• [AIM OF THE TASK] In the listing below, look for "Invocation" and copy every line that has it.

• [AVAILABLE DATA]
+---+

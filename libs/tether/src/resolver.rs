//! URI Resolution
//!
//! Turns NAME, LOCATION and METADATA URIs into DIRECT ones. Name and
//! metadata lookups go to the name service; LOCATION lookups ask the
//! daemon object at the given location. Helper connections are released
//! as soon as the answer is in.

use crate::error::{Error, Result};
use crate::naming::NameServerClient;
use crate::proxy::Proxy;
use crate::uri::{Scheme, Uri};
use futures::future::BoxFuture;
use futures::FutureExt;
use std::sync::Arc;
use tether_codec::Value;
use tether_config::{ProtocolConfig, DAEMON_OBJECT_ID};
use tether_network::Endpoint;
use tracing::debug;

#[derive(Debug, Clone)]
pub struct Resolver {
    config: Arc<ProtocolConfig>,
}

impl Resolver {
    pub fn new(config: Arc<ProtocolConfig>) -> Self {
        Self { config }
    }

    /// Name service location for `uri`: its own location or the configured one
    pub fn ns_location(&self, uri: &Uri) -> Endpoint {
        uri.location()
            .cloned()
            .unwrap_or_else(|| Endpoint::tcp(self.config.ns_host.clone(), self.config.ns_port))
    }

    /// DIRECT URI for `uri`; DIRECT URIs come back unchanged
    pub fn resolve<'a>(&'a self, uri: &'a Uri) -> BoxFuture<'a, Result<Uri>> {
        async move {
            let resolved = match uri.scheme() {
                Scheme::Direct => return Ok(uri.clone()),
                Scheme::Name => self.resolve_name(uri).await?,
                Scheme::Location => self.resolve_location(uri).await?,
                Scheme::Metadata => self.resolve_metadata(uri).await?,
            };
            debug!(uri = %uri, resolved = %resolved, "Resolved URI");
            Ok(resolved)
        }
        .boxed()
    }

    async fn resolve_name(&self, uri: &Uri) -> Result<Uri> {
        let ns = NameServerClient::new(self.ns_location(uri), self.config.clone())?;
        let found = ns.lookup(uri.object()).await;
        ns.release().await;
        found.map_err(|e| match e {
            Error::Naming { .. } => e,
            other => Error::naming(format!("cannot resolve {}: {}", uri, other)),
        })
    }

    async fn resolve_location(&self, uri: &Uri) -> Result<Uri> {
        let location = uri
            .location()
            .cloned()
            .ok_or_else(|| Error::protocol(format!("{} has no location", uri)))?;
        let daemon = Proxy::new(Uri::direct(DAEMON_OBJECT_ID, location.clone()), self.config.clone())?;
        let found = daemon.call("resolve", vec![Value::from(uri.object())]).await;
        daemon.release().await;
        match found {
            Ok(Value::Str(object_id)) => Ok(Uri::direct(object_id, location)),
            Ok(other) => Err(Error::protocol(format!(
                "daemon resolved {} to a {} instead of an object id",
                uri,
                other.type_name()
            ))),
            Err(e) => Err(Error::protocol(format!("cannot resolve {}: {}", uri, e))),
        }
    }

    /// Registrations carrying every tag; the lowest name wins
    async fn resolve_metadata(&self, uri: &Uri) -> Result<Uri> {
        let ns = NameServerClient::new(self.ns_location(uri), self.config.clone())?;
        let found = ns.list_by_metadata(uri.tags(), false).await;
        ns.release().await;
        let candidates = found.map_err(|e| match e {
            Error::Naming { .. } => e,
            other => Error::naming(format!("cannot resolve {}: {}", uri, other)),
        })?;
        let (name, target) = candidates
            .into_iter()
            .next()
            .ok_or_else(|| Error::naming(format!("no registration carries all tags of {}", uri)))?;
        debug!(uri = %uri, name = %name, "Selected metadata match");
        Ok(target)
    }
}
impl NameServer {
    pub fn new(storage: Arc<dyn NameStorage>) -> Self {
        Self { storage }
    }

    pub fn in_memory() -> Self {
        Self::new(Arc::new(MemoryStorage::new()))
    }

    pub fn storage(&self) -> &Arc<dyn NameStorage> {
        &self.storage
    }

    fn register(&self, call: &Invocation) -> std::result::Result<(), RemoteError> {
        let name = call.str_arg(0, "name")?;
        if name.is_empty() {
            return Err(RemoteError::naming("name must not be empty"));
        }
        let uri = Uri::parse(call.str_arg(1, "uri")?).map_err(RemoteError::from)?;
        if uri.scheme() != Scheme::Direct {
            return Err(RemoteError::naming(format!("only DIRECT URIs can be registered, not {}", uri)));
        }
        let safe = match call.opt_arg(2, "safe") {
            Some(value) => value
                .as_bool()
                .ok_or_else(|| RemoteError::type_error("register() argument 'safe' must be bool"))?,
            None => false,
        };
        let metadata = match call.opt_arg(3, "metadata") {
            Some(value) => tag_set(value)?,
            None => BTreeSet::new(),
        };
        debug!(name, uri = %uri, "Registering name");
        self.storage.insert(
            NameEntry {
                name: name.to_string(),
                uri,
                metadata,
            },
            safe,
        )?;
        Ok(())
    }
}

fn tag_set(value: &Value) -> std::result::Result<BTreeSet<String>, RemoteError> {
    let items = value
        .as_list()
        .ok_or_else(|| RemoteError::type_error(format!("metadata must be a list, not {}", value.type_name())))?;
    items
        .iter()
        .map(|item| {
            item.as_str()
                .map(str::to_string)
                .ok_or_else(|| RemoteError::type_error("metadata tags must be strings"))
        })
        .collect()
}

fn uri_map(entries: Vec<NameEntry>) -> Value {
    Value::Map(
        entries
            .into_iter()
            .map(|entry| (entry.name, Value::Str(entry.uri.to_string())))
            .collect(),
    )
}

impl Expose for NameServer {
    fn capabilities() -> Capabilities {
        Capabilities::new()
            .method("register")
            .method("lookup")
            .method("remove")
            .method("list")
            .method("list_by_metadata")
            .method("set_metadata")
            .method("count")
            .method("ping")
    }
}

#[async_trait]
impl RemoteObject for NameServer {
    async fn invoke(&self, _ctx: &CallContext, call: Invocation) -> std::result::Result<Reply, RemoteError> {
        match call.method.as_str() {
            "register" => {
                self.register(&call)?;
                Ok(Reply::none())
            }
            "lookup" => {
                let name = call.str_arg(0, "name")?;
                let entry = self
                    .storage
                    .get(name)
                    .ok_or_else(|| RemoteError::naming(format!("unknown name: {}", name)))?;
                Ok(Reply::value(entry.uri.to_string()))
            }
            "remove" => {
                let removed = match (call.opt_arg(0, "name"), call.opt_arg(1, "prefix")) {
                    (Some(name), _) => {
                        let name = name
                            .as_str()
                            .ok_or_else(|| RemoteError::type_error("remove() argument 'name' must be str"))?;
                        if name == NAMESERVER_NAME {
                            0
                        } else {
                            usize::from(self.storage.remove(name))
                        }
                    }
                    (None, Some(prefix)) => {
                        let prefix = prefix
                            .as_str()
                            .ok_or_else(|| RemoteError::type_error("remove() argument 'prefix' must be str"))?;
                        let own = self.storage.get(NAMESERVER_NAME);
                        let removed = self.storage.remove_prefix(prefix);
                        // The name server keeps its own registration
                        match own {
                            Some(own) if self.storage.get(NAMESERVER_NAME).is_none() => {
                                self.storage.insert(own, false)?;
                                removed - 1
                            }
                            _ => removed,
                        }
                    }
                    (None, None) => {
                        return Err(RemoteError::type_error("remove() needs a name or a prefix"));
                    }
                };
                Ok(Reply::Value(Value::Int(removed as i64)))
            }
            "list" => {
                let prefix = match call.opt_arg(0, "prefix") {
                    Some(value) => Some(
                        value
                            .as_str()
                            .ok_or_else(|| RemoteError::type_error("list() argument 'prefix' must be str"))?,
                    ),
                    None => None,
                };
                Ok(Reply::Value(uri_map(self.storage.list(prefix))))
            }
            "list_by_metadata" => {
                let tags = tag_set(call.arg(0, "metadata")?)?;
                if tags.is_empty() {
                    return Err(RemoteError::value_error("at least one metadata tag is required"));
                }
                let any = call.opt_arg(1, "any").and_then(Value::as_bool).unwrap_or(false);
                Ok(Reply::Value(uri_map(self.storage.by_metadata(&tags, any))))
            }
            "set_metadata" => {
                let name = call.str_arg(0, "name")?;
                let tags = tag_set(call.arg(1, "metadata")?)?;
                self.storage.set_metadata(name, tags)?;
                Ok(Reply::none())
            }
            "count" => Ok(Reply::Value(Value::Int(self.storage.len() as i64))),
            "ping" => Ok(Reply::none()),
            other => Err(RemoteError::attribute(format!("no such name server method '{}'", other))),
        }
    }
}

/// Typed client for a name server
#[derive(Debug)]
pub struct NameServerClient {
    proxy: Proxy,
}

impl NameServerClient {
    pub fn new(location: Endpoint, config: Arc<ProtocolConfig>) -> Result<Self> {
        let proxy = Proxy::new(Uri::direct(NAMESERVER_NAME, location), config)?;
        Ok(Self { proxy })
    }

    pub fn proxy(&self) -> &Proxy {
        &self.proxy
    }

    pub async fn register(&self, name: &str, uri: &Uri, safe: bool) -> Result<()> {
        self.register_with_metadata(name, uri, &BTreeSet::new(), safe).await
    }

    pub async fn register_with_metadata(
        &self,
        name: &str,
        uri: &Uri,
        metadata: &BTreeSet<String>,
        safe: bool,
    ) -> Result<()> {
        let args = vec![
            Value::from(name),
            Value::Str(uri.to_string()),
            Value::Bool(safe),
            tags_value(metadata),
        ];
        self.proxy.call("register", args).await.map(|_| ())
    }

    pub async fn lookup(&self, name: &str) -> Result<Uri> {
        let found = self.proxy.call("lookup", vec![Value::from(name)]).await?;
        let text = found
            .as_str()
            .ok_or_else(|| Error::protocol(format!("lookup returned a {}", found.type_name())))?;
        let uri = Uri::parse(text)?;
        if !uri.is_direct() {
            return Err(Error::naming(format!("'{}' is registered with non-DIRECT {}", name, uri)));
        }
        Ok(uri)
    }

    /// Remove one name; false if it was not registered
    pub async fn remove(&self, name: &str) -> Result<bool> {
        let removed = self.proxy.call("remove", vec![Value::from(name)]).await?;
        Ok(removed.as_i64().unwrap_or(0) > 0)
    }

    pub async fn remove_prefix(&self, prefix: &str) -> Result<usize> {
        let removed = self
            .proxy
            .call("remove", vec![Value::Null, Value::from(prefix)])
            .await?;
        Ok(removed.as_i64().unwrap_or(0).max(0) as usize)
    }

    pub async fn list(&self, prefix: Option<&str>) -> Result<BTreeMap<String, Uri>> {
        let listed = self.proxy.call("list", vec![Value::from(prefix)]).await?;
        parse_uri_map(&listed)
    }

    /// Registrations carrying all `tags` (any of them with `any`), by name
    pub async fn list_by_metadata(&self, tags: &BTreeSet<String>, any: bool) -> Result<BTreeMap<String, Uri>> {
        let listed = self
            .proxy
            .call("list_by_metadata", vec![tags_value(tags), Value::Bool(any)])
            .await?;
        parse_uri_map(&listed)
    }

    pub async fn set_metadata(&self, name: &str, tags: &BTreeSet<String>) -> Result<()> {
        self.proxy
            .call("set_metadata", vec![Value::from(name), tags_value(tags)])
            .await
            .map(|_| ())
    }

    pub async fn count(&self) -> Result<usize> {
        let count = self.proxy.call("count", Vec::new()).await?;
        Ok(count.as_i64().unwrap_or(0).max(0) as usize)
    }

    pub async fn ping(&self) -> Result<()> {
        self.proxy.call("ping", Vec::new()).await.map(|_| ())
    }

    pub async fn release(&self) {
        self.proxy.release().await;
    }
}
//! Bounded worker pool for oneway calls and stream pulls.

use std::future::Future;
use std::sync::Arc;
use tokio::sync::Semaphore;

#[derive(Debug, Clone)]
pub(crate) struct WorkerPool {
    permits: Arc<Semaphore>,
    size: usize,
}

impl WorkerPool {
    pub(crate) fn new(size: usize) -> Self {
        let size = size.max(1);
        Self {
            permits: Arc::new(Semaphore::new(size)),
            size,
        }
    }

    /// Run `task` once a worker is free
    pub(crate) fn spawn<F>(&self, task: F)
    where
        F: Future<Output = ()> + Send + 'static,
    {
        let permits = self.permits.clone();
        tokio::spawn(async move {
            // Only fails once the pool is closed
            let Ok(_permit) = permits.acquire_owned().await else {
                return;
            };
            task.await;
        });
    }

    /// Workers currently running a task
    pub(crate) fn busy(&self) -> usize {
        self.size.saturating_sub(self.permits.available_permits())
    }

    pub(crate) fn size(&self) -> usize {
        self.size
    }

    /// Refuse further work; queued tasks are dropped
    pub(crate) fn close(&self) {
        self.permits.close();
    }
}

+---+

• [SOLUTION FOR THIS EXERCISE]
    fn register(&self, call: &Invocation) -> std::result::Result<(), RemoteError> {
    async fn invoke(&self, _ctx: &CallContext, call: Invocation) -> std::result::Result<Reply, RemoteError> {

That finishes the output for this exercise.